Records for the exercise:
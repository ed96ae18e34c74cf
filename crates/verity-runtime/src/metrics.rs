//! In-process debate metrics

use serde::{Deserialize, Serialize};
use std::fmt::Write as _;
use std::sync::atomic::{AtomicU64, Ordering};

use verity_adversarial::DebateStatus;

/// Atomic counters for every debate run by this process
#[derive(Debug, Default)]
pub struct DebateMetrics {
    pub debates_started: AtomicU64,
    pub debates_consensus: AtomicU64,
    pub debates_forced: AtomicU64,
    pub debates_timed_out: AtomicU64,
    pub debates_failed: AtomicU64,
    pub rounds: AtomicU64,
    pub conflicts_detected: AtomicU64,
    pub conflicts_manual_review: AtomicU64,
    pub capacity_rejections: AtomicU64,
    pub alerts_raised: AtomicU64,
    pub active_debates: AtomicU64,
    /// Sum of finished debate durations
    pub duration_ms_total: AtomicU64,
    /// Sum of final confidences, in hundredths of a point
    pub confidence_centi_total: AtomicU64,
}

impl DebateMetrics {
    pub fn new() -> Self {
        Self::default()
    }

    pub fn record_started(&self) {
        self.debates_started.fetch_add(1, Ordering::Relaxed);
        self.active_debates.fetch_add(1, Ordering::Relaxed);
        metrics::counter!("verity_debates_started_total").increment(1);
        metrics::gauge!("verity_active_debates").increment(1.0);
    }

    pub fn record_round(&self, conflicts: usize, manual_review: usize) {
        self.rounds.fetch_add(1, Ordering::Relaxed);
        self.conflicts_detected.fetch_add(conflicts as u64, Ordering::Relaxed);
        self.conflicts_manual_review
            .fetch_add(manual_review as u64, Ordering::Relaxed);
        metrics::counter!("verity_debate_rounds_total").increment(1);
    }

    pub fn record_finished(&self, status: DebateStatus, forced: bool, duration_ms: u64, confidence: f64) {
        let counter = match status {
            DebateStatus::ConsensusReached if forced => &self.debates_forced,
            DebateStatus::ConsensusReached => &self.debates_consensus,
            DebateStatus::Timeout => &self.debates_timed_out,
            _ => &self.debates_failed,
        };
        counter.fetch_add(1, Ordering::Relaxed);
        let _ = self
            .active_debates
            .fetch_update(Ordering::Relaxed, Ordering::Relaxed, |v| v.checked_sub(1));
        self.duration_ms_total.fetch_add(duration_ms, Ordering::Relaxed);
        self.confidence_centi_total
            .fetch_add((confidence.clamp(0.0, 100.0) * 100.0).round() as u64, Ordering::Relaxed);

        metrics::gauge!("verity_active_debates").decrement(1.0);
        metrics::histogram!("verity_debate_duration_ms", "status" => status.as_str())
            .record(duration_ms as f64);
    }

    pub fn record_rejection(&self) {
        self.capacity_rejections.fetch_add(1, Ordering::Relaxed);
    }

    pub fn record_alerts(&self, count: usize) {
        self.alerts_raised.fetch_add(count as u64, Ordering::Relaxed);
    }

    pub fn snapshot(&self) -> DebateMetricsSnapshot {
        DebateMetricsSnapshot {
            debates_started: self.debates_started.load(Ordering::Relaxed),
            debates_consensus: self.debates_consensus.load(Ordering::Relaxed),
            debates_forced: self.debates_forced.load(Ordering::Relaxed),
            debates_timed_out: self.debates_timed_out.load(Ordering::Relaxed),
            debates_failed: self.debates_failed.load(Ordering::Relaxed),
            rounds: self.rounds.load(Ordering::Relaxed),
            conflicts_detected: self.conflicts_detected.load(Ordering::Relaxed),
            conflicts_manual_review: self.conflicts_manual_review.load(Ordering::Relaxed),
            capacity_rejections: self.capacity_rejections.load(Ordering::Relaxed),
            alerts_raised: self.alerts_raised.load(Ordering::Relaxed),
            active_debates: self.active_debates.load(Ordering::Relaxed),
            duration_ms_total: self.duration_ms_total.load(Ordering::Relaxed),
            confidence_centi_total: self.confidence_centi_total.load(Ordering::Relaxed),
        }
    }
}

/// Point-in-time copy of [`DebateMetrics`]
#[derive(Debug, Clone, Default, PartialEq, Serialize, Deserialize)]
pub struct DebateMetricsSnapshot {
    pub debates_started: u64,
    pub debates_consensus: u64,
    pub debates_forced: u64,
    pub debates_timed_out: u64,
    pub debates_failed: u64,
    pub rounds: u64,
    pub conflicts_detected: u64,
    pub conflicts_manual_review: u64,
    pub capacity_rejections: u64,
    pub alerts_raised: u64,
    pub active_debates: u64,
    pub duration_ms_total: u64,
    pub confidence_centi_total: u64,
}

impl DebateMetricsSnapshot {
    pub fn debates_finished(&self) -> u64 {
        self.debates_consensus + self.debates_forced + self.debates_timed_out + self.debates_failed
    }

    /// Share of finished debates that reached a confident consensus
    pub fn consensus_rate(&self) -> f64 {
        ratio(self.debates_consensus, self.debates_finished())
    }

    /// Conflicts detected per round
    pub fn conflict_rate(&self) -> f64 {
        ratio(self.conflicts_detected, self.rounds)
    }

    pub fn average_duration_ms(&self) -> f64 {
        ratio(self.duration_ms_total, self.debates_finished())
    }

    pub fn average_confidence(&self) -> f64 {
        ratio(self.confidence_centi_total, self.debates_finished()) / 100.0
    }

    /// Prometheus text exposition
    pub fn to_prometheus(&self) -> String {
        let mut out = String::new();
        let counters = [
            ("verity_debates_started_total", "Debates started", self.debates_started),
            ("verity_debates_consensus_total", "Debates that reached consensus above threshold", self.debates_consensus),
            ("verity_debates_forced_total", "Debates concluded with a best-effort consensus", self.debates_forced),
            ("verity_debates_timed_out_total", "Debates that timed out or were stopped", self.debates_timed_out),
            ("verity_debates_failed_total", "Debates that failed", self.debates_failed),
            ("verity_debate_rounds_total", "Debate rounds completed", self.rounds),
            ("verity_conflicts_detected_total", "Evidence conflicts detected", self.conflicts_detected),
            ("verity_conflicts_manual_review_total", "Conflicts routed to manual review", self.conflicts_manual_review),
            ("verity_capacity_rejections_total", "Debates rejected at the concurrency ceiling", self.capacity_rejections),
            ("verity_alerts_raised_total", "Performance alerts raised", self.alerts_raised),
        ];
        for (name, help, value) in counters {
            let _ = writeln!(out, "# HELP {name} {help}");
            let _ = writeln!(out, "# TYPE {name} counter");
            let _ = writeln!(out, "{name} {value}");
        }

        let gauges = [
            ("verity_active_debates", "Debates currently running", self.active_debates as f64),
            ("verity_consensus_rate", "Share of finished debates reaching consensus", self.consensus_rate()),
            ("verity_conflict_rate", "Conflicts detected per round", self.conflict_rate()),
            ("verity_average_confidence", "Mean final confidence", self.average_confidence()),
            ("verity_average_duration_ms", "Mean debate duration in milliseconds", self.average_duration_ms()),
        ];
        for (name, help, value) in gauges {
            let _ = writeln!(out, "# HELP {name} {help}");
            let _ = writeln!(out, "# TYPE {name} gauge");
            let _ = writeln!(out, "{name} {value:.4}");
        }
        out
    }
}

fn ratio(n: u64, d: u64) -> f64 {
    if d == 0 {
        0.0
    } else {
        n as f64 / d as f64
    }
}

Problem: Go through the records above and copy every line holding the word "Serialize".

Solution to this problem:
use serde::{Deserialize, Serialize};
#[derive(Debug, Clone, Default, PartialEq, Serialize, Deserialize)]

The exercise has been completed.